### Exercise details
Please filter the listing for the string "change" and copy each matching line.

### Data to process
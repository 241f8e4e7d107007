use crate::dom;
use crate::App;
use std::rc::Rc;
use web_sys as web;

mod pointer;
mod upload;

pub(crate) fn wire_all(app: &Rc<App>) -> anyhow::Result<()> {
    pointer::wire_track_list(app)?;
    pointer::wire_surface(app)?;
    upload::wire_upload(app)?;
    wire_pagehide();
    Ok(())
}

// Leaving the page counts as an unmount, unless it is kept in the bfcache.
fn wire_pagehide() {
    if let Some(w) = web::window() {
        dom::add_listener(&w, "pagehide", move |ev: web::PageTransitionEvent| {
            if pulse_core::unmounts_on_pagehide(ev.persisted()) {
                crate::unmount();
            } else {
                log::info!("[page] hidden into bfcache, keeping session");
            }
        });
    }
}
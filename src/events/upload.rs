use crate::constants::{UPLOAD_INPUT_ID, UPLOAD_LABEL_ID};
use crate::dom;
use crate::App;
use std::rc::Rc;
use wasm_bindgen::JsCast;
use web_sys as web;

pub(crate) fn wire_upload(app: &Rc<App>) -> anyhow::Result<()> {
    let label = dom::element(&app.document, UPLOAD_LABEL_ID)?;
    let input: web::HtmlInputElement = dom::element(&app.document, UPLOAD_INPUT_ID)?
        .dyn_into()
        .map_err(|e| anyhow::anyhow!(format!("{:?}", e)))?;
    input.set_accept(app.config.upload_accept);

    // Clicks on the upload control must not reach the play/pause surface.
    dom::add_listener(&label, "click", |ev: web::MouseEvent| ev.stop_propagation());

    {
        let app = app.clone();
        dom::add_listener(&input, "change", move |ev: web::Event| {
            ev.prevent_default();
            let Some(input) = ev
                .target()
                .and_then(|t| t.dyn_into::<web::HtmlInputElement>().ok())
            else {
                return;
            };
            if let Some(file) = input.files().and_then(|files| files.get(0)) {
                accept_file(&app, &file);
            }
            // allow picking the same file again
            input.set_value("");
        });
    }

    {
        let app = app.clone();
        dom::add_listener(&label, "dragover", move |ev: web::DragEvent| {
            ev.prevent_default();
            if !app.state.borrow().dragging {
                app.state.borrow_mut().set_dragging(true);
                app.sync_overlay();
            }
        });
    }

    {
        let app = app.clone();
        dom::add_listener(&label, "dragleave", move |ev: web::DragEvent| {
            ev.stop_propagation();
            app.state.borrow_mut().set_dragging(false);
            app.sync_overlay();
        });
    }

    {
        let app = app.clone();
        dom::add_listener(&label, "drop", move |ev: web::DragEvent| {
            ev.prevent_default();
            let file = ev
                .data_transfer()
                .and_then(|dt| dt.files())
                .and_then(|files| files.get(0));
            match file {
                Some(file) => accept_file(&app, &file),
                None => {
                    app.state.borrow_mut().set_dragging(false);
                    app.sync_overlay();
                }
            }
        });
    }

    Ok(())
}

fn accept_file(app: &Rc<App>, file: &web::File) {
    // no session will ever own (and revoke) the URL
    if !app.state.borrow().is_mounted() {
        return;
    }
    let url = match web::Url::create_object_url_with_blob(file) {
        Ok(url) => url,
        Err(e) => {
            log::error!("[upload] object url error: {:?}", e);
            return;
        }
    };
    let name = file.name();
    log::info!("[upload] {} ({} bytes)", name, file.size());
    let change = app.state.borrow_mut().accept_upload(&name, url);
    match change {
        Some(change) => app.apply_change(change),
        None => app.sync_overlay(),
    }
}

### Exercise solution
        dom::add_listener(&input, "change", move |ev: web::Event| {
    let change = app.state.borrow_mut().accept_upload(&name, url);
    match change {
        Some(change) => app.apply_change(change),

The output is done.